__Work to complete__: Please keep to the lines below from the one with "pub fn credentials_provider(&self)" through the one with "this profile's credentials.", and restate them word for word, ends included.

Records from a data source

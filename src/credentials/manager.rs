// Copyright (c) 2025 ADBC Drivers Contributors
//
// Licensed under the Apache License, Version 2.0 (the "License");
// you may not use this file except in compliance with the License.
// You may obtain a copy of the License at
//
//     http://www.apache.org/licenses/LICENSE-2.0
//
// Unless required by applicable law or agreed to in writing, software
// distributed under the License is distributed on an "AS IS" BASIS,
// WITHOUT WARRANTIES OR CONDITIONS OF ANY KIND, either express or implied.
// See the License for the specific language governing permissions and
// limitations under the License.

//! Live authentication context for a profile.
//!
//! [`DatabricksCredentialManager`] holds the secrets of one profile and builds
//! its [`AuthConfig`] the first time anything needs to authenticate. The
//! build runs the auth handshake, so it happens at most once per manager even
//! when many sessions ask for it concurrently.

use crate::auth::{
    AuthConfig, AuthConfigBuilder, AuthParams, DatabricksAuthConfigBuilder, HeaderFactory,
};
use crate::client::{DatabricksApiClient, DatabricksHttpClient, HttpClientConfig};
use crate::error::{Error, Result};
use once_cell::sync::OnceCell;
use reqwest::header::{HeaderMap, HeaderName, HeaderValue};
use reqwest::Request;
use std::collections::HashMap;
use std::fmt;
use std::sync::Arc;
use std::time::Duration;
use tracing::debug;

/// Handshake deadline used when the profile sets no `connect_timeout`.
pub const DEFAULT_AUTH_TIMEOUT: Duration = Duration::from_secs(120);

/// Factory of header factories, the shape the SQL driver expects.
///
/// The driver calls the provider once per connection and then calls the
/// returned [`HeaderFactory`] whenever it needs fresh headers.
pub type CredentialsProvider = Arc<dyn Fn() -> HeaderFactory + Send + Sync>;

/// Writes the header factory's headers onto outgoing requests.
///
/// Headers already on the request are replaced, so the factory's
/// `Authorization` always wins over anything set elsewhere.
#[derive(Clone)]
pub struct BearerAuth {
    header_factory: HeaderFactory,
}

impl fmt::Debug for BearerAuth {
    fn fmt(&self, f: &mut fmt::Formatter<'_>) -> fmt::Result {
        f.debug_struct("BearerAuth").finish_non_exhaustive()
    }
}

impl BearerAuth {
    pub fn new(header_factory: HeaderFactory) -> Self {
        Self { header_factory }
    }

    pub fn headers(&self) -> Result<HashMap<String, String>> {
        (self.header_factory)()
    }

    pub fn apply(&self, headers: &mut HeaderMap) -> Result<()> {
        for (name, value) in self.headers()? {
            let name = HeaderName::from_bytes(name.as_bytes())
                .map_err(|e| Error::internal(format!("Invalid header name {}: {}", name, e)))?;
            let mut value = HeaderValue::from_str(&value)
                .map_err(|e| Error::internal(format!("Invalid value for header {}: {}", name, e)))?;
            value.set_sensitive(true);
            headers.insert(name, value);
        }
        Ok(())
    }

    pub fn sign(&self, request: &mut Request) -> Result<()> {
        self.apply(request.headers_mut())
    }
}

/// Owns the authentication configuration of one profile.
pub struct DatabricksCredentialManager {
    host: String,
    client_id: String,
    client_secret: String,
    token: Option<String>,
    timeout: Duration,
    builder: Arc<dyn AuthConfigBuilder>,
    config: OnceCell<AuthConfig>,
}

impl fmt::Debug for DatabricksCredentialManager {
    fn fmt(&self, f: &mut fmt::Formatter<'_>) -> fmt::Result {
        f.debug_struct("DatabricksCredentialManager")
            .field("host", &self.host)
            .field("client_id", &self.client_id)
            .field("client_secret", &"<redacted>")
            .field("token", &self.token.as_ref().map(|_| "<redacted>"))
            .field("timeout", &self.timeout)
            .field("builder", &self.builder)
            .field("authenticated", &self.is_authenticated())
            .finish()
    }
}

impl DatabricksCredentialManager {
    pub fn new(
        host: impl Into<String>,
        client_id: impl Into<String>,
        client_secret: impl Into<String>,
        token: Option<String>,
        timeout: Duration,
    ) -> Self {
        Self::with_builder(
            host,
            client_id,
            client_secret,
            token,
            timeout,
            Arc::new(DatabricksAuthConfigBuilder),
        )
    }

    /// Uses `builder` instead of the default PAT / OAuth M2M selection.
    pub fn with_builder(
        host: impl Into<String>,
        client_id: impl Into<String>,
        client_secret: impl Into<String>,
        token: Option<String>,
        timeout: Duration,
        builder: Arc<dyn AuthConfigBuilder>,
    ) -> Self {
        Self {
            host: host.into(),
            client_id: client_id.into(),
            client_secret: client_secret.into(),
            token,
            timeout,
            builder,
            config: OnceCell::new(),
        }
    }

    pub fn host(&self) -> &str {
        &self.host
    }

    pub fn client_id(&self) -> &str {
        &self.client_id
    }

    pub fn timeout(&self) -> Duration {
        self.timeout
    }

    pub fn is_authenticated(&self) -> bool {
        self.config.get().is_some()
    }

    fn params(&self) -> AuthParams {
        AuthParams {
            host: self.host.clone(),
            token: self.token.clone(),
            client_id: Some(self.client_id.clone()),
            client_secret: Some(self.client_secret.clone()),
            timeout: self.timeout,
        }
    }

    /// Builds the auth config on first use and returns it.
    ///
    /// Concurrent first callers block until the single build finishes. A
    /// failed build leaves the manager unauthenticated, so a later call
    /// retries.
    pub fn ensure_authenticated(&self) -> Result<&AuthConfig> {
        self.config.get_or_try_init(|| {
            debug!("Building auth config for {}", self.host);
            let config = self.builder.build(&self.params())?;
            debug!("Authenticated to {} with {:?}", self.host, config.method());
            Ok(config)
        })
    }

    /// The built auth config, if authentication already happened.
    pub fn config(&self) -> Option<&AuthConfig> {
        self.config.get()
    }

    pub fn header_factory(&self) -> Result<HeaderFactory> {
        self.config
            .get()
            .map(AuthConfig::header_factory)
            .ok_or_else(|| Error::internal("Header factory is not set."))
    }

    /// Provider handed to the SQL driver. Each call of the provider yields
    /// the header factory; each call of the factory yields current headers.
    pub fn credentials_provider(&self) -> Result<CredentialsProvider> {
        let header_factory = self.header_factory()?;
        Ok(Arc::new(move || Arc::clone(&header_factory)))
    }

    /// Workspace API client signed with this profile's credentials.
    pub fn api_client(&self) -> Result<DatabricksApiClient> {
        let config = self.ensure_authenticated()?;
        let auth = BearerAuth::new(config.header_factory());
        let http_client = DatabricksHttpClient::new(HttpClientConfig::default(), auth)?;
        Ok(DatabricksApiClient::new(Arc::new(http_client), self.host.clone()))
    }
}

#[cfg(test)]
mod tests {
    use super::*;
    use crate::auth::{AuthMethod, PersonalAccessToken, AUTHORIZATION_HEADER};
    use crate::error::ErrorKind;
    use std::sync::atomic::{AtomicUsize, Ordering};
    use std::sync::Barrier;

    #[derive(Debug, Default)]
    struct CountingBuilder {
        builds: AtomicUsize,
        fail_first: bool,
    }

    impl AuthConfigBuilder for CountingBuilder {
        fn build(&self, params: &AuthParams) -> Result<AuthConfig> {
            let n = self.builds.fetch_add(1, Ordering::SeqCst);
            if self.fail_first && n == 0 {
                return Err(Error::authentication("handshake failed"));
            }
            std::thread::sleep(Duration::from_millis(20));
            Ok(AuthConfig::new(
                params.host.clone(),
                AuthMethod::PersonalAccessToken,
                Arc::new(PersonalAccessToken::new(format!("token-{}", n + 1))),
            ))
        }
    }

    fn manager(builder: Arc<CountingBuilder>) -> DatabricksCredentialManager {
        DatabricksCredentialManager::with_builder(
            "example.cloud.databricks.com",
            "",
            "",
            Some("t".to_string()),
            DEFAULT_AUTH_TIMEOUT,
            builder,
        )
    }

    #[test]
    fn test_header_factory_before_authentication() {
        let manager = manager(Arc::new(CountingBuilder::default()));
        let err = manager.header_factory().err().unwrap();
        assert_eq!(err.kind(), ErrorKind::Internal);
        assert_eq!(err.message(), "Header factory is not set.");
        assert!(manager.credentials_provider().is_err());
    }

    #[test]
    fn test_builds_once() {
        let builder = Arc::new(CountingBuilder::default());
        let manager = manager(builder.clone());

        manager.ensure_authenticated().unwrap();
        manager.ensure_authenticated().unwrap();
        assert!(manager.is_authenticated());
        assert_eq!(builder.builds.load(Ordering::SeqCst), 1);

        let headers = (manager.header_factory().unwrap())().unwrap();
        assert_eq!(headers.get(AUTHORIZATION_HEADER).unwrap(), "Bearer token-1");
    }

    #[test]
    fn test_failed_build_can_be_retried() {
        let builder = Arc::new(CountingBuilder {
            fail_first: true,
            ..Default::default()
        });
        let manager = manager(builder.clone());

        let err = manager.ensure_authenticated().unwrap_err();
        assert_eq!(err.kind(), ErrorKind::Authentication);
        assert!(!manager.is_authenticated());

        manager.ensure_authenticated().unwrap();
        assert_eq!(builder.builds.load(Ordering::SeqCst), 2);
    }

    #[test]
    fn test_concurrent_first_use_builds_once() {
        let builder = Arc::new(CountingBuilder::default());
        let manager = Arc::new(manager(builder.clone()));
        let barrier = Arc::new(Barrier::new(16));

        let handles: Vec<_> = (0..16)
            .map(|_| {
                let manager = Arc::clone(&manager);
                let barrier = Arc::clone(&barrier);
                std::thread::spawn(move || {
                    barrier.wait();
                    manager.ensure_authenticated().map(|config| config.method())
                })
            })
            .collect();

        for handle in handles {
            assert_eq!(
                handle.join().unwrap().unwrap(),
                AuthMethod::PersonalAccessToken
            );
        }
        assert_eq!(builder.builds.load(Ordering::SeqCst), 1);
    }

    #[test]
    fn test_credentials_provider_is_two_level() {
        let manager = manager(Arc::new(CountingBuilder::default()));
        manager.ensure_authenticated().unwrap();

        let provider = manager.credentials_provider().unwrap();
        let header_factory = provider();
        let headers = header_factory().unwrap();
        assert_eq!(headers.get(AUTHORIZATION_HEADER).unwrap(), "Bearer token-1");
    }

    #[test]
    fn test_bearer_auth_replaces_authorization() {
        let factory: HeaderFactory = Arc::new(|| {
            Ok(HashMap::from([(
                "Authorization".to_string(),
                "Bearer fresh".to_string(),
            )]))
        });
        let auth = BearerAuth::new(factory);

        let mut headers = HeaderMap::new();
        headers.insert("authorization", HeaderValue::from_static("Basic c3RhbGU="));
        headers.insert("x-other", HeaderValue::from_static("kept"));
        auth.apply(&mut headers).unwrap();

        assert_eq!(headers.get_all("authorization").iter().count(), 1);
        assert_eq!(headers["authorization"], "Bearer fresh");
        assert_eq!(headers["x-other"], "kept");
    }

    #[test]
    fn test_debug_is_redacted() {
        let manager = DatabricksCredentialManager::new(
            "h",
            "id",
            "s3cr3t",
            Some("dapi123".to_string()),
            DEFAULT_AUTH_TIMEOUT,
        );
        let rendered = format!("{:?}", manager);
        assert!(!rendered.contains("s3cr3t"));
        assert!(!rendered.contains("dapi123"));
    }
}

__Reply to the exercise__:
    pub fn credentials_provider(&self) -> Result<CredentialsProvider> {
        let header_factory = self.header_factory()?;
        Ok(Arc::new(move || Arc::clone(&header_factory)))
    }

    /// Workspace API client signed with this profile's credentials.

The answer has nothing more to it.